By James Dyke, University of Southampton

Humanity is on course for a population greater than 11 billion by the end of this century, according to the latest analysis from the UN’s population division.

In a simple sense, population is the root cause of all sustainability issues. Clearly if there were no humans there would be no human impacts. Assuming you don’t wish to see the complete end of the human race – a desire that is shared by some deep green thinkers and Bond super-villians – then the issue is whether there is an optimal number of humans on the planet.

Discussions on population growth often start with the work of Rev Thomas Robert Malthus whose An Essay on the Principle of Population published at the end of the 18th century is one of the seminal works of demography.

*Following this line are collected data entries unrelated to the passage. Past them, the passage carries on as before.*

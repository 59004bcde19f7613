//! Simulation engine that walks the residual-load profile step by step.

use crate::devices::StorageUnit;

use super::balancer::{BalanceError, balance};
use super::types::{SimConfig, StepResult};

/// How the fleet resolves each step's residual load.
///
/// The two strategies settle grid remainders in different units.
/// `Independent` reports what each unit could not serve in residual-load
/// terms (pre-efficiency, as the grid would see it) and leaves `loss_kwh`
/// at zero, with charging losses implicit in the state of charge.
/// `Balanced` settles post-efficiency working levels and reports transfer
/// losses explicitly. For fleets with sub-unity efficiency the two
/// strategies' grid totals are therefore not directly comparable.
#[derive(Debug, Clone, Copy, PartialEq, Eq)]
pub enum DispatchStrategy {
    /// Every unit serves only its own residual; no inter-unit transfers.
    Independent,
    /// The storage balancer redistributes energy across the fleet before
    /// the grid is touched.
    Balanced,
}

/// Simulation engine owning the fleet, the residual profile, and timing.
///
/// Steps are strictly sequential: the state of charge carried out of step
/// `t` is exactly what step `t + 1` observes. Independent runs (parameter
/// sweeps) each own their engine; nothing is shared.
pub struct Engine {
    config: SimConfig,
    units: Vec<StorageUnit>,
    strategy: DispatchStrategy,
    /// Residual load rows in kW, one row per step, one column per unit.
    residual_kw: Vec<Vec<f64>>,
}

impl Engine {
    /// Creates a new simulation engine.
    ///
    /// # Arguments
    ///
    /// * `config` - Simulation timing configuration
    /// * `units` - Storage fleet with initial state of charge set
    /// * `strategy` - Dispatch strategy for every step
    /// * `residual_kw` - Residual load in kW, `total_steps` rows of
    ///   `units.len()` columns
    ///
    /// # Panics
    ///
    /// Panics if the fleet is empty or the profile shape does not match
    /// the configuration. Scenario validation reports these as
    /// configuration errors before an engine is ever built.
    pub fn new(
        config: SimConfig,
        units: Vec<StorageUnit>,
        strategy: DispatchStrategy,
        residual_kw: Vec<Vec<f64>>,
    ) -> Self {
        assert!(!units.is_empty(), "fleet must not be empty");
        assert_eq!(
            residual_kw.len(),
            config.total_steps(),
            "profile must have one row per step"
        );
        assert!(
            residual_kw.iter().all(|row| row.len() == units.len()),
            "every profile row must have one column per unit"
        );

        Self {
            config,
            units,
            strategy,
            residual_kw,
        }
    }

    /// Executes one dispatch step and returns its record.
    ///
    /// # Errors
    ///
    /// Propagates [`BalanceError`] from the balancing core; the engine
    /// state is not advanced past a failed step.
    pub fn step(&mut self, t: usize) -> Result<StepResult, BalanceError> {
        let dt = self.config.dt_hours;
        let residual_kwh: Vec<f64> = self.residual_kw[t].iter().map(|kw| kw * dt).collect();

        let (grid_charge_kwh, grid_discharge_kwh, loss_kwh, transfers) = match self.strategy {
            DispatchStrategy::Balanced => {
                let soc: Vec<f64> = self.units.iter().map(|u| u.soc_kwh).collect();
                let out = balance(&self.units, &residual_kwh, &soc, dt)?;
                for (unit, soc) in self.units.iter_mut().zip(&out.soc_kwh) {
                    unit.soc_kwh = *soc;
                }
                (
                    out.grid_charge_kwh,
                    out.grid_discharge_kwh,
                    out.loss_kwh,
                    out.transfers,
                )
            }
            DispatchStrategy::Independent => {
                let mut grid_charge = 0.0;
                let mut grid_discharge = 0.0;
                for (unit, r) in self.units.iter_mut().zip(&residual_kwh) {
                    let unresolved = unit.apply_residual_kwh(*r);
                    if unresolved > 0.0 {
                        grid_charge += unresolved;
                    } else {
                        grid_discharge += -unresolved;
                    }
                }
                (grid_charge, grid_discharge, 0.0, 0)
            }
        };

        Ok(StepResult {
            timestep: t,
            time_hr: t as f64 * dt,
            residual_kwh,
            soc_kwh: self.units.iter().map(|u| u.soc_kwh).collect(),
            headroom_kwh: self.units.iter().map(StorageUnit::headroom_kwh).collect(),
            grid_charge_kwh,
            grid_discharge_kwh,
            loss_kwh,
            transfers,
        })
    }

    /// Executes all timesteps and returns the complete step record vector.
    ///
    /// # Errors
    ///
    /// Stops at the first failing step and propagates its [`BalanceError`];
    /// partial results are never returned as if valid.
    pub fn run(&mut self) -> Result<Vec<StepResult>, BalanceError> {
        let total = self.config.total_steps();
        let mut results = Vec::with_capacity(total);
        for t in 0..total {
            results.push(self.step(t)?);
        }
        Ok(results)
    }

    /// Returns the storage fleet (for KPI capacity queries).
    pub fn units(&self) -> &[StorageUnit] {
        &self.units
    }

    /// Returns the simulation configuration.
    pub fn config(&self) -> &SimConfig {
        &self.config
    }
}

Populations change in response to three driving factors: fertility – how many people are born; mortality – how many people die; and migration – how many people leave or enter the population.

Malthus observed that more births than deaths would lead to exponential growth which would always outpace any improvements in farming and increases in yields. Consequently, unchecked growth was doomed to end in famine and population collapse. Malthus was right about exponential growth, but he was famously wrong about his dire predictions for the consequences of such growth.

At a global level we can ignore migration (no interplanetary migration happening just yet) and so the tremendous rise in the total numbers of humans is a result of an imbalance between fertility and mortality rates.

Over longer timescales, the recent increases look practically vertiginous. We seem to be on a trajectory that would surely exceed whatever the carrying capacity of the Earth is. However, 11 billion could be the high water mark as the UN forecasts population to slowly decrease after the end of this century.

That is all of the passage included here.